• _ASSIGNMENT_:
In the listing below, find each line with the string "PurgeOptions" and report it.

• _INPUT FOR THIS TASK_:
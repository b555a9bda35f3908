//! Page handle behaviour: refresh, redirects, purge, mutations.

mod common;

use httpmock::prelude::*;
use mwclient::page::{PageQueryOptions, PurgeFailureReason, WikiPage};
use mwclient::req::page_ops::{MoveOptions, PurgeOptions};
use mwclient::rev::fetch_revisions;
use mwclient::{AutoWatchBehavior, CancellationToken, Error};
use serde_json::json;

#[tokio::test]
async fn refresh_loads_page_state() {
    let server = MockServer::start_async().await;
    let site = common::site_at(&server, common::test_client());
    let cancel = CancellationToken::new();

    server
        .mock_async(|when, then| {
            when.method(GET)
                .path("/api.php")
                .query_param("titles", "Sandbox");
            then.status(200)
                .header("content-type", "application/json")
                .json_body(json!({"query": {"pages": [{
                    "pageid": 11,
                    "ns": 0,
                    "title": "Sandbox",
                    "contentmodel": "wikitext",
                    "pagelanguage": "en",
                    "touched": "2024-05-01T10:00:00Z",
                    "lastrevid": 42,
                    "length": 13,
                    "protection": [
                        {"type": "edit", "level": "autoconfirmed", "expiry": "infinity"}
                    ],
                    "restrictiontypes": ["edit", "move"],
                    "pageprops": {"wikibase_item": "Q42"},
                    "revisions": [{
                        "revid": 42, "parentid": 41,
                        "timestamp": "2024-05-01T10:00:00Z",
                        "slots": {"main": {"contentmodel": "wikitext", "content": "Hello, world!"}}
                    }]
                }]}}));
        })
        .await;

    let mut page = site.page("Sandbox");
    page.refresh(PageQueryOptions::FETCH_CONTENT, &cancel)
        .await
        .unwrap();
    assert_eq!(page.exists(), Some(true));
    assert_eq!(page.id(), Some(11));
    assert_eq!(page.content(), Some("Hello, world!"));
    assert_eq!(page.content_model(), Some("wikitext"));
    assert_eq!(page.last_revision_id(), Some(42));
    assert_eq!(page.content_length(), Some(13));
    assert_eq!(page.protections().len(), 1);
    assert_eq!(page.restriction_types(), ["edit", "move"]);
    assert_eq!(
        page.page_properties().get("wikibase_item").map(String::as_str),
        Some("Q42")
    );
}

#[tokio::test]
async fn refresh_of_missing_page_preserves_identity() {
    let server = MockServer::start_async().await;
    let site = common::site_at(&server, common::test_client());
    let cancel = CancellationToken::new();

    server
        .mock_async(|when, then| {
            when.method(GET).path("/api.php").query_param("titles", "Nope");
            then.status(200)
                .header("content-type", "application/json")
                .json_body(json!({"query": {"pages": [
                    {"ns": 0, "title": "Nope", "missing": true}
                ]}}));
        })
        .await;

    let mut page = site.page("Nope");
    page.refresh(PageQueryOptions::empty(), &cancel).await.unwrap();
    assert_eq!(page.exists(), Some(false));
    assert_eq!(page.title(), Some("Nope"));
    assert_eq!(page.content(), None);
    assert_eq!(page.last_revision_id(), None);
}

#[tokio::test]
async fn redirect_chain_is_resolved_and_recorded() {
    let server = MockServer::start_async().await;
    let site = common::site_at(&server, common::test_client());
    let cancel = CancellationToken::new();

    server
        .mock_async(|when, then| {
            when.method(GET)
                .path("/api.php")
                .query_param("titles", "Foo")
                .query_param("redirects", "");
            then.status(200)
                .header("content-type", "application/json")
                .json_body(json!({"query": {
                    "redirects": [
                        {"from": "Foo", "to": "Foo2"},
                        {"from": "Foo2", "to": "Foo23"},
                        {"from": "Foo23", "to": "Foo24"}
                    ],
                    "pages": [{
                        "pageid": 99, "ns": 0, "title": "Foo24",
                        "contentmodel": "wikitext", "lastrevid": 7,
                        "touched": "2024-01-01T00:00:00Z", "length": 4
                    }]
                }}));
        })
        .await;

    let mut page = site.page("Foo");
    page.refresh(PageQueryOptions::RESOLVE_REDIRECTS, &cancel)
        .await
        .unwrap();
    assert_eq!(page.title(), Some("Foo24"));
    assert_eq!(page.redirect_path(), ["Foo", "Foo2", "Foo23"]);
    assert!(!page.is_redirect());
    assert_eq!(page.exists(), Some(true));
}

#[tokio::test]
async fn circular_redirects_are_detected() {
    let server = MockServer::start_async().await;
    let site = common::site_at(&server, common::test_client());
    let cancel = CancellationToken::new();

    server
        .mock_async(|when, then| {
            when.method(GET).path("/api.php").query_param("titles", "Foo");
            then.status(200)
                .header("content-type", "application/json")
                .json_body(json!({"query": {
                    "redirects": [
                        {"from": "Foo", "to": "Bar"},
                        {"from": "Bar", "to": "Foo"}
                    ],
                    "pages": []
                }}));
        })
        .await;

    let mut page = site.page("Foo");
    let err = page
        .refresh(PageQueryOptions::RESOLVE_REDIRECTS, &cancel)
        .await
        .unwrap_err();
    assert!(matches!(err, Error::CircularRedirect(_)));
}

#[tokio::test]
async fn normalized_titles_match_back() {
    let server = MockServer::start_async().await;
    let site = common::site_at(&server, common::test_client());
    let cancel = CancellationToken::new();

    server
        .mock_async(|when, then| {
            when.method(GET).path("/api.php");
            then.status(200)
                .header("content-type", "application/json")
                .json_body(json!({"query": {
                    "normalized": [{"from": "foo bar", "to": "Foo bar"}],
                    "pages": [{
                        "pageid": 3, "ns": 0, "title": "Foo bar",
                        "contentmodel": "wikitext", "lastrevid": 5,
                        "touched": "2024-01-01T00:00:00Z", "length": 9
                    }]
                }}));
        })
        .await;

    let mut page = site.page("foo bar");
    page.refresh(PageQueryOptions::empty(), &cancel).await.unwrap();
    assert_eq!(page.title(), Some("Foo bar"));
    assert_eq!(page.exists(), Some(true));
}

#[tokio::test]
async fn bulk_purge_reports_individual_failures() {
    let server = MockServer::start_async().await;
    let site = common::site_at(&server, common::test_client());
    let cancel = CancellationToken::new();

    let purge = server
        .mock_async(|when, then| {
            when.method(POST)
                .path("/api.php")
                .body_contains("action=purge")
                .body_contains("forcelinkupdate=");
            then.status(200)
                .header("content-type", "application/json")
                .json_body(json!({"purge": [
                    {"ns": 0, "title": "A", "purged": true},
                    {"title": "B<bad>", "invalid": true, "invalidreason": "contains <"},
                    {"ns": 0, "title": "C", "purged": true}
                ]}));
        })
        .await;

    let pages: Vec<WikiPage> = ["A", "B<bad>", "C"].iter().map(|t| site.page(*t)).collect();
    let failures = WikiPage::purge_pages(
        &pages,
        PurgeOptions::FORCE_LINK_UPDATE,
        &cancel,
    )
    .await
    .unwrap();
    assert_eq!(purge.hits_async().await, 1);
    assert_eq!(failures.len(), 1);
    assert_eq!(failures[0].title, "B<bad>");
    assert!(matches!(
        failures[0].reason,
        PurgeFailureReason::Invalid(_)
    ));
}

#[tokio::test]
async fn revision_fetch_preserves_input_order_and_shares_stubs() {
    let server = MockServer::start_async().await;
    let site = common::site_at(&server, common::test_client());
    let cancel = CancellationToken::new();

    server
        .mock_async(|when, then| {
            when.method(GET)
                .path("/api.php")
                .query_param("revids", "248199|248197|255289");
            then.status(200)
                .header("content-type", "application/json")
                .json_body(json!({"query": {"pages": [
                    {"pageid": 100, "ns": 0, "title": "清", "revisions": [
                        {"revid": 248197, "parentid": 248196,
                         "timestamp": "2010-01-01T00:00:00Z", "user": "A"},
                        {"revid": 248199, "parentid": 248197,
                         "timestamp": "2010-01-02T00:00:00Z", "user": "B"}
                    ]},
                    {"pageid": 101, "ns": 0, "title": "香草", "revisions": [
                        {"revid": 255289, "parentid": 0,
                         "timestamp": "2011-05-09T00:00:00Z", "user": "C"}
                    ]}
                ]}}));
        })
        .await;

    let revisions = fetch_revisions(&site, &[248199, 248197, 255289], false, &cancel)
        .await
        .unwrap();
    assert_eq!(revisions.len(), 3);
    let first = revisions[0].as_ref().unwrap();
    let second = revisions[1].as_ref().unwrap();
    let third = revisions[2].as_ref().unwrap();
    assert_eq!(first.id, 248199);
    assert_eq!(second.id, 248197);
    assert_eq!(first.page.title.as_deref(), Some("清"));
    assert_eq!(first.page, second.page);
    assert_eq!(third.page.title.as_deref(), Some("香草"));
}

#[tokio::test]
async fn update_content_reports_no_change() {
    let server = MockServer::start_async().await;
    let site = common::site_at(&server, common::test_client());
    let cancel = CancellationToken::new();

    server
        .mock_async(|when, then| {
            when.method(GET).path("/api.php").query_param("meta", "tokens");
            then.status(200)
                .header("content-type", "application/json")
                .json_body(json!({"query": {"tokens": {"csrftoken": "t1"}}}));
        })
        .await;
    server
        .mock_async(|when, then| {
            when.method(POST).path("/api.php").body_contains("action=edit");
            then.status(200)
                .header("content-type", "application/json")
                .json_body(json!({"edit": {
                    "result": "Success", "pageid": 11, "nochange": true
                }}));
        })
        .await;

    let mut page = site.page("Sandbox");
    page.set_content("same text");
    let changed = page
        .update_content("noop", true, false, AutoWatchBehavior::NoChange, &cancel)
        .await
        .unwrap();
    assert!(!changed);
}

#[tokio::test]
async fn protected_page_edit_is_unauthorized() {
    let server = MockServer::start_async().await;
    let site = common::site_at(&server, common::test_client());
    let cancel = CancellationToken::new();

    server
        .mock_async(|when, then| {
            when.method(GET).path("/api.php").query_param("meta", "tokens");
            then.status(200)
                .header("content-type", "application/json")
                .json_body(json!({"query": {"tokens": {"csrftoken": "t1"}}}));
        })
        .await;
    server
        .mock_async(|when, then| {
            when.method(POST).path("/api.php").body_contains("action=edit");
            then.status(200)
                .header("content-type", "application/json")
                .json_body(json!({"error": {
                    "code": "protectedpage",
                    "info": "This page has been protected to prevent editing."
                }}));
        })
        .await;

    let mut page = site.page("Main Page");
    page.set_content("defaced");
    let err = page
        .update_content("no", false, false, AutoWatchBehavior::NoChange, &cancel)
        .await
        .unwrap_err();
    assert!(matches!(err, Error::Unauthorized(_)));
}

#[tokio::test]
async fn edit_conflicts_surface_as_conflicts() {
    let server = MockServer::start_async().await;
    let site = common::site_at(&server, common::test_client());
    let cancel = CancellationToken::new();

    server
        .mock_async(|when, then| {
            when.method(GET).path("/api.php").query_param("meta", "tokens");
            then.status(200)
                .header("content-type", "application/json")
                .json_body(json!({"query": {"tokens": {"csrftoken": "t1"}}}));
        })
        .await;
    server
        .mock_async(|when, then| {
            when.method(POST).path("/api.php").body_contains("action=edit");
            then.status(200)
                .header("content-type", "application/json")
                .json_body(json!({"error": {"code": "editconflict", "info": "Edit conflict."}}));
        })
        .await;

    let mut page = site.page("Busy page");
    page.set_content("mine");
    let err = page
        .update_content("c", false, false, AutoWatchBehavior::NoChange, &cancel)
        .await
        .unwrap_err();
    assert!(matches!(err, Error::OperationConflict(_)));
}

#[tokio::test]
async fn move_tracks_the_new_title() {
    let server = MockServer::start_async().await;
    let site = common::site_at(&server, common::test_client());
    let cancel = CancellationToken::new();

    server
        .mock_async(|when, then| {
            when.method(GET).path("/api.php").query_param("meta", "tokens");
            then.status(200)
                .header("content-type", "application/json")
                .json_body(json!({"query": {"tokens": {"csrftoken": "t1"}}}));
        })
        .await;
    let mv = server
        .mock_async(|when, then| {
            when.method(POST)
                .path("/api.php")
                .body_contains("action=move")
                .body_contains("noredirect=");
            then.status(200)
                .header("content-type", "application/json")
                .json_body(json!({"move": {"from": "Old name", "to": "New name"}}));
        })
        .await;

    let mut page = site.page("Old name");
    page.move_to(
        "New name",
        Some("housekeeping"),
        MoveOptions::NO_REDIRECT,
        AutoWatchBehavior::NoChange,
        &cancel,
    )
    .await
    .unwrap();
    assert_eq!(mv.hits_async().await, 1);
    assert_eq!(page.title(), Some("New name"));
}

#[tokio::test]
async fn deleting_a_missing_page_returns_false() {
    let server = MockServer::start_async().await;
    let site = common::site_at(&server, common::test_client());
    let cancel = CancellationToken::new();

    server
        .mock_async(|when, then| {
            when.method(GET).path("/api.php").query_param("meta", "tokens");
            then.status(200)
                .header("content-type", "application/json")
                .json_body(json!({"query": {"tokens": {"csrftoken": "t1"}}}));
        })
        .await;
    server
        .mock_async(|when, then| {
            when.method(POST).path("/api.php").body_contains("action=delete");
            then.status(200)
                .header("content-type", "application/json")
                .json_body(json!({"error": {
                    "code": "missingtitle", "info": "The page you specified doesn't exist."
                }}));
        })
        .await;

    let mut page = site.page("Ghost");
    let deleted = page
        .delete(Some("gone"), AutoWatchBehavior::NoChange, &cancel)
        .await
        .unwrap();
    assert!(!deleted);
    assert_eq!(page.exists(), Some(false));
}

• _RESULT FOR THIS TASK_:
use mwclient::req::page_ops::{MoveOptions, PurgeOptions};
        PurgeOptions::FORCE_LINK_UPDATE,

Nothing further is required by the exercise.